§ **What you have to do**
From the entries that follow, extract each line holding the string "bool".

§ **Source information**
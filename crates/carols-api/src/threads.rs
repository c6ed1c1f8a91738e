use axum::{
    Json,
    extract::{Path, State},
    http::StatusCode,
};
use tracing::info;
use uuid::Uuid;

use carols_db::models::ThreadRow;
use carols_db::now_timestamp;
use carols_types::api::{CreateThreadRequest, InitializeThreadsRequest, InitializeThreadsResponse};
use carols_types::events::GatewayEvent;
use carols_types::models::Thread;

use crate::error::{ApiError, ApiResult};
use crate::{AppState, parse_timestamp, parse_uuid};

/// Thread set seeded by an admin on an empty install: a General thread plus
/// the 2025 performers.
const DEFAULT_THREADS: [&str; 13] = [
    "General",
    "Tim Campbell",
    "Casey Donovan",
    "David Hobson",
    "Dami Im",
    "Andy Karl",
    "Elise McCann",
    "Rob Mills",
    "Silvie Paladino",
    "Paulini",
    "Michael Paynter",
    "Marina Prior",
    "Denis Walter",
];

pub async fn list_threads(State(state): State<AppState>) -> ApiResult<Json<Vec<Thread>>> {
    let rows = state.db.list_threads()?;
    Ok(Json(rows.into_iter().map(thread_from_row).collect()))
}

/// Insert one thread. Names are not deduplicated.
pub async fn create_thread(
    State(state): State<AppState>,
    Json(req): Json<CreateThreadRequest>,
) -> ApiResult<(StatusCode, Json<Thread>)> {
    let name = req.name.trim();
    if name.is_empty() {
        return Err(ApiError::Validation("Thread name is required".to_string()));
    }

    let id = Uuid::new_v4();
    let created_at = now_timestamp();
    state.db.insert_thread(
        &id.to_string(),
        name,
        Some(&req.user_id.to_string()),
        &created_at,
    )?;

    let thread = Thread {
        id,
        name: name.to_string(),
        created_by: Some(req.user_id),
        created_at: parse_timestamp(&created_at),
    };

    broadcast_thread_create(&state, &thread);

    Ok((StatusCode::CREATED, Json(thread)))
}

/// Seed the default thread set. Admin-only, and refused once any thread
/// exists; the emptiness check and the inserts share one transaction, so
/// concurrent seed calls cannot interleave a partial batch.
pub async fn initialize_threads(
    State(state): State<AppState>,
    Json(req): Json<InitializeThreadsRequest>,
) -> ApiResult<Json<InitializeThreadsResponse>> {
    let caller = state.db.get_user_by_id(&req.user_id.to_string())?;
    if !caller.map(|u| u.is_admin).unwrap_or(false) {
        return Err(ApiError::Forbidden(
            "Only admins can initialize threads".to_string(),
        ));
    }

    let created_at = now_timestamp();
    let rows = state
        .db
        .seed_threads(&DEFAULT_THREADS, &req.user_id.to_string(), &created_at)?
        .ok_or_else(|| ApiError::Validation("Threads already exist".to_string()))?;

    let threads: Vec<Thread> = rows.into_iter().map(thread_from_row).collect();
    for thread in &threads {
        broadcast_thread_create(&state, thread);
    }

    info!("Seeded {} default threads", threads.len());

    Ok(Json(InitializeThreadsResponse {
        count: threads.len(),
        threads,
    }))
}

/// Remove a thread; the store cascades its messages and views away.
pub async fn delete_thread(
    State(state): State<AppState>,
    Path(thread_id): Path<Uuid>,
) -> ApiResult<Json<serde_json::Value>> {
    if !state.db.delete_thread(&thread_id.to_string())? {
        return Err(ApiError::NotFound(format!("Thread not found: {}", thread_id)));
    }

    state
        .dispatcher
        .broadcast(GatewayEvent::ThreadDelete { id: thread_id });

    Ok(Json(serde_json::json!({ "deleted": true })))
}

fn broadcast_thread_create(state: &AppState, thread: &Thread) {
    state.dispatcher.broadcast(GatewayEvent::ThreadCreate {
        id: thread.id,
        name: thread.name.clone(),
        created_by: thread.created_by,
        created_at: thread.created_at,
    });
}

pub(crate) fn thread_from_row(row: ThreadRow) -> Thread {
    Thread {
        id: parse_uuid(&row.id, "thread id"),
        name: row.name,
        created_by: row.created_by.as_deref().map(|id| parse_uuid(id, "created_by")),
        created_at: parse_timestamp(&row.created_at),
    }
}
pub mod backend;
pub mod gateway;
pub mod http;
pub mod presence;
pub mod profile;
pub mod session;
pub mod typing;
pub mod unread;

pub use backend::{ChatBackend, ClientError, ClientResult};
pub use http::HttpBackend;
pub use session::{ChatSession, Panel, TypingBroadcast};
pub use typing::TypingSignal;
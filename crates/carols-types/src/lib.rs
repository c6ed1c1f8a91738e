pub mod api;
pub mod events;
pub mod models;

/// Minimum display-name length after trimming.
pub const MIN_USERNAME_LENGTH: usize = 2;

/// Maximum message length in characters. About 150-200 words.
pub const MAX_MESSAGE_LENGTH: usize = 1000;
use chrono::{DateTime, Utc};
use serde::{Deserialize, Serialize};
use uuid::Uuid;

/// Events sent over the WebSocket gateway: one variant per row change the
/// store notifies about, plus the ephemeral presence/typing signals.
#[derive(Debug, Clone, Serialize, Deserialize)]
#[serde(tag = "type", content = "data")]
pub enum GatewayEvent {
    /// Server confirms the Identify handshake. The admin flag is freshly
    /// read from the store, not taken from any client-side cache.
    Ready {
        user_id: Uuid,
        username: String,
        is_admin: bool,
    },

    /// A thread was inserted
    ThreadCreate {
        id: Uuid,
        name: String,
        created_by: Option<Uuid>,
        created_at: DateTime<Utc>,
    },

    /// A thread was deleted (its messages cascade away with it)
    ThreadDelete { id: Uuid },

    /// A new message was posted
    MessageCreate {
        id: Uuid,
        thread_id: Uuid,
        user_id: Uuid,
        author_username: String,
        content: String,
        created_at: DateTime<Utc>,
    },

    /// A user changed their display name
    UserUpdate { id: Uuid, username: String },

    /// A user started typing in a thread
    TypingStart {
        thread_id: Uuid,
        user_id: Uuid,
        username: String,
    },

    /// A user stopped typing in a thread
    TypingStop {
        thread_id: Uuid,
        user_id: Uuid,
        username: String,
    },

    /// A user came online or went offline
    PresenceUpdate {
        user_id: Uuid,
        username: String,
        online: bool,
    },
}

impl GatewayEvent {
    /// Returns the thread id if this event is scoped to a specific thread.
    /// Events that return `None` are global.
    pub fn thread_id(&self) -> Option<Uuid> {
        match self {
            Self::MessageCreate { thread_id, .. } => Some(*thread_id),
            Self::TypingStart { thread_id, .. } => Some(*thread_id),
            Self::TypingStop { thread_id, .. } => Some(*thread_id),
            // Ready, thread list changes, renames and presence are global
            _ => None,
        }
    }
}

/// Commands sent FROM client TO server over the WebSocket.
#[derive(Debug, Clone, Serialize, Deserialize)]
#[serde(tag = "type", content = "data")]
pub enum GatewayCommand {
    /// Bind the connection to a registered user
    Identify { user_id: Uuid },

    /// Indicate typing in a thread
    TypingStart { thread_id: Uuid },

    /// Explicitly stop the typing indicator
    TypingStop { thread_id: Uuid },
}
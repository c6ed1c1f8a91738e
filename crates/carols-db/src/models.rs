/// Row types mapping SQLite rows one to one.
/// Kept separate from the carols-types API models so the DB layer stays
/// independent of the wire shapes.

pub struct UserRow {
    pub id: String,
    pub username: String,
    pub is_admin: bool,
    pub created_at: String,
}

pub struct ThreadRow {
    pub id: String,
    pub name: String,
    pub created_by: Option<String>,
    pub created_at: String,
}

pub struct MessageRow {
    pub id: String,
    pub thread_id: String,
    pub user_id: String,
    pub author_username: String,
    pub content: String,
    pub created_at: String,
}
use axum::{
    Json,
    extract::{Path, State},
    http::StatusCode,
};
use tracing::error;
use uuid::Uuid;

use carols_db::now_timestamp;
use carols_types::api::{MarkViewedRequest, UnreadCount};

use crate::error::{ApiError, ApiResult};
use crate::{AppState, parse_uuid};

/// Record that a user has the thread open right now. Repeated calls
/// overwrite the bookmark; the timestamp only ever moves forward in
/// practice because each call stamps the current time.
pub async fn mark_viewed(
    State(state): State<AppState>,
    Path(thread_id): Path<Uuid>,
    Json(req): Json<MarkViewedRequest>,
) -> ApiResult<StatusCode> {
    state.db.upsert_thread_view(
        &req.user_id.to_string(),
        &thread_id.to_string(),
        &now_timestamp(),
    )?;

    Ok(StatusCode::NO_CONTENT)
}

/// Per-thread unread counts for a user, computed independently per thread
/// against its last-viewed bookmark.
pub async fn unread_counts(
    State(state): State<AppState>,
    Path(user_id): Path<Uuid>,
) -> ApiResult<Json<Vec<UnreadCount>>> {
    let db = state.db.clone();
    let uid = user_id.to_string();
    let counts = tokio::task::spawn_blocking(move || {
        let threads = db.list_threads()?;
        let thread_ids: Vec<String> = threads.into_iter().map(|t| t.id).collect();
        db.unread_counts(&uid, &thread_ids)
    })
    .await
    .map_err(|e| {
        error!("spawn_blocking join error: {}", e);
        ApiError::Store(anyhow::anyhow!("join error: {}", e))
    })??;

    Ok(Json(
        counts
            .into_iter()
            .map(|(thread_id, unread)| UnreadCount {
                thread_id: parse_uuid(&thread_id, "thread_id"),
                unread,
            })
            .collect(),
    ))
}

§ **Solution to this task**
        is_admin: bool,
        online: bool,
    pub is_admin: bool,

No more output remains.